For our family, we sit down every six months and prayerfully evaluate how we’re doing on reaching goals and utilizing our resources. We keep a journal where we have written our key areas of focus and prioritize how to invest the next six months. These investments cover the areas of time, finances, ministry opportunities, personal projects, career, health, etc.

It’s so helpful to look back in the journal, covering many years, and see the progress we’ve made but also the path to follow for the future. As the months pass by, our written goals provide us with accountability and help us keep an eternal perspective. They also keep us on high alert for things that would distract or prohibit us from reaching goals.

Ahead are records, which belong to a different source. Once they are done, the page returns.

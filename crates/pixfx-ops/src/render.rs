//! Whole-frame rendering over a [`Processor`].
//!
//! Rows are independent, so with the `parallel` feature (default) they are
//! processed concurrently with Rayon; without it they run in order. Both
//! paths produce identical frames.

use pixfx_core::{ChannelSet, Frame, PixelSpan, Row};
use tracing::{debug, warn};

#[cfg(feature = "parallel")]
use rayon::prelude::*;

use crate::{OpsResult, Processor, RenderContext, SpanOutcome};

/// Result of [`render_frame`].
#[derive(Debug, Clone)]
pub struct RenderReport {
    /// Output frame; rows that were never processed are black.
    pub frame: Frame,
    /// Number of rows fully written.
    pub rows_completed: usize,
    /// Whether the render stopped early.
    pub aborted: bool,
}

/// Renders `channels` of every row of the context format.
///
/// Inputs must match the context format. If the processor's abort flag
/// is raised mid-render, rows already written are kept and the report is
/// marked aborted.
pub fn render_frame(
    processor: &dyn Processor,
    ctx: &RenderContext<'_>,
    channels: ChannelSet,
) -> OpsResult<RenderReport> {
    ctx.check_inputs()?;
    let format = ctx.format();
    let request = processor.channel_spec().request(channels, ctx.layout());
    debug!(
        effect = processor.name(),
        width = format.width,
        height = format.height,
        channels = request.len(),
        "render start"
    );

    let render_row = |y: u32| -> OpsResult<Option<(Row, SpanOutcome)>> {
        if processor.abort_flag().is_aborted() {
            return Ok(None);
        }
        let span = PixelSpan::full_row(y as i32, format.width);
        let mut row = Row::for_span(span);
        let outcome = processor.process_span(ctx, span, request, &mut row)?;
        Ok(Some((row, outcome)))
    };

    #[cfg(feature = "parallel")]
    let rows: Vec<Option<(Row, SpanOutcome)>> = (0..format.height)
        .into_par_iter()
        .map(render_row)
        .collect::<OpsResult<_>>()?;

    #[cfg(not(feature = "parallel"))]
    let rows: Vec<Option<(Row, SpanOutcome)>> = (0..format.height)
        .map(render_row)
        .collect::<OpsResult<_>>()?;

    let mut frame = Frame::new(format.width, format.height, ctx.layout().clone())?;
    let mut rows_completed = 0;
    for (y, (row, outcome)) in rows
        .into_iter()
        .enumerate()
        .filter_map(|(y, r)| r.map(|r| (y, r)))
    {
        frame.write_row(y as i32, &row, request);
        if outcome == SpanOutcome::Completed {
            rows_completed += 1;
        }
    }

    let aborted = rows_completed < format.height as usize;
    if aborted {
        warn!(
            effect = processor.name(),
            rows_completed,
            height = format.height,
            "render aborted"
        );
    } else {
        debug!(effect = processor.name(), rows_completed, "render finished");
    }

    Ok(RenderReport {
        frame,
        rows_completed,
        aborted,
    })
}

We believe if we’re diligent in the little things, over time we’ll accomplish much. Like it says in Proverbs 21:5, “Plans of the diligent surely lead to gain…” Another version says, “Steady plodding leads to prosperity…”

Biblical Framework

It’s also important that our goals are based on a biblical framework. God’s Word contains all the wisdom and guidance we need to choose the right path. And God has given mankind the responsibility to do exactly that. If we don’t fulfill our responsibility to chart our course then someone else (bosses, advertisers, family members, our peer group) will chart it for us. We want to be following God’s agenda for our lives, rather than leaving it to chance or peer pressure.

Being Proactive

Our personal evaluation method is completely opposite from basic human nature. Typically people react to circumstances instead of being proactive. Patrick Morley, author of The Man in the Mirror1, says, “Instead, we rush from task to busy task, but we don’t call enough time-outs to reflect on life’s larger meaning and purpose. Rather, we live myopically from day-to-day-to-day; we live under the tyranny of today’s problems.”

Stewardship

An important part of stewardship is looking at the big picture rather than being short-sighted — taking the time to examine how we are investing the assets that God entrusts into our care. If we’re not careful, we’ll lose sight of our higher calling and reach the end of our lives without fulfilling our God-given purpose.

Are you managing your affairs with diligence and careful examination? We’d encourage you to take a time-out and truly evaluate how you’re doing in working towards God’s calling on your life.